Campbell urged the case for bidding for the 2026 Olympic Winter Games at a sold out luncheon of the Calgary Chamber of Commerce where the former Vancouver mayor shared insights from that city’s experience in 2010.
“You’re going to hear lots of negatives; you’re going to hear from people telling you, ‘It’s high risk’. I’m here to tell you it’s not very high risk anymore,” Campbell said.
“Canada should know this: We’re really good at hosting Olympic Games, we’re really good at building community, we’re really good at building public-private partnerships that aim to create a long term legacy — a legacy that’s social and economic.”
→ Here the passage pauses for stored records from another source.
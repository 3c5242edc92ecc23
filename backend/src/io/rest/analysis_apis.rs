//! # REST API for Spending Analysis

use axum::{
    extract::State,
    http::StatusCode,
    response::{IntoResponse, Json},
};
use chrono::Local;
use tracing::info;

use crate::AppState;

/// Week-, month-, quarter- and year-to-date totals as of now
pub async fn get_analysis(State(state): State<AppState>) -> impl IntoResponse {
    info!("GET /api/analysis");

    let analysis = state.bill_service.analysis(Local::now().naive_local()).await;
    (StatusCode::OK, Json(analysis))
}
Touching on highlights from the 2010 Games in Vancouver — from the men’s hockey final becoming the most-watched television broadcast in Canadian history to the legacy of the Own the Podium medal development program — Campbell acknowledged himself to be an “unabashed” supporter of the Olympics.
The benefits to the wider community went beyond the party atmosphere that permeated Vancouver neighbourhoods during the Games, Campbell said, and extended to job skills training programs that benefited disadvantaged groups and to “billions” in investment dollars generated by the Games.
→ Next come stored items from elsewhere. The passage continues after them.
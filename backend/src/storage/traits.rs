//! # Storage Traits
//!
//! Abstraction over the bill table so the defaulting store and the domain
//! layer can run against any backend, including failing test doubles.

use async_trait::async_trait;

use super::error::StorageError;
use crate::domain::models::bill::Bill;

/// Fallible bill storage operations.
///
/// All list operations return bills ordered by date descending.
#[async_trait]
pub trait BillStorage: Send + Sync {
    /// All stored bills
    async fn list_bills(&self) -> Result<Vec<Bill>, StorageError>;

    /// A single bill by ID
    async fn get_bill(&self, id: &str) -> Result<Option<Bill>, StorageError>;

    /// Insert a new bill. Fails if the ID already exists.
    async fn insert_bill(&self, bill: &Bill) -> Result<(), StorageError>;

    /// Overwrite every field but the ID. Returns the number of rows changed.
    async fn update_bill(&self, bill: &Bill) -> Result<u64, StorageError>;

    /// Returns the number of rows removed
    async fn delete_bill(&self, id: &str) -> Result<u64, StorageError>;

    /// Bills whose date falls within `[start, end]`, compared as strings
    async fn list_bills_in_range(&self, start: &str, end: &str) -> Result<Vec<Bill>, StorageError>;

    /// Bills whose status equals `status` exactly
    async fn list_bills_with_status(&self, status: &str) -> Result<Vec<Bill>, StorageError>;

    /// Sum of all amounts, zero when the table is empty
    async fn total_amount(&self) -> Result<f64, StorageError>;

    /// Bills where name, payer, description or status contains `query`
    async fn search_bills(&self, query: &str) -> Result<Vec<Bill>, StorageError>;

    /// Remove every bill. Returns the number of rows removed.
    async fn clear_bills(&self) -> Result<u64, StorageError>;
}

/// A storage connection that hands out bill repositories.
pub trait Connection: Send + Sync + Clone {
    type BillRepository: BillStorage + Clone;

    fn create_bill_repository(&self) -> Self::BillRepository;
}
Vancouver’s bid emerged during a period of economic uncertainty following the burst of the dot-com bubble and 9/11, he added, not unlike conditions that accompanied Alberta’s recent downturn.
“I’m not here to tell you that the Olympics can solve every problem that everyone has in this community. They will not,” he said. “But they will do an awful lot to lift the community up, (to) see the solutions that are available to them and see what they can accomplish when they do work together.”
Calgary’s bid, with its “reasonable budget” — focused on refurbishing existing facilities — compares favourably against recent Games’ budgets that ran into the tens of billions for hosts like Beijing and Sochi, he added.
But the outcome of the Nov. 13 plebiscite on the Olympic bid will be important, said Campbell, especially when it comes to bringing the financial support of the province on board. In 2003, nearly two-thirds of Vancouverites voted ‘yes’ to the Olympics, with a turnout of 46 per cent.
Though the outcome of the plebiscite is technically non-binding, Campbell said he would bet “a significant chunk of money” that city council will follow the decision of the electorate.
“I think that the plebiscite will be a great opportunity for people to say to the province, ‘We want to be a part of this, we want to move forward,’” Campbell said following his speech Monday. “And you’ll watch as the province will come to the table, as well as the city and others.
“I think this is a challenging situation. What’s happening here is people in Calgary are being asked, ‘Would you like to host the Olympic Games?’ And, as I said today, I hope they’ll say yes.”
Chamber president Sandip Lalli said Monday that the organization has yet to take an official position on a bid.
The chamber is waiting to hear an indication of what the province’s financial commitment would be to the Games — expected to come at least 30 days before the Nov. 13 vote — before it declares whether it will endorse a bid, Lalli said.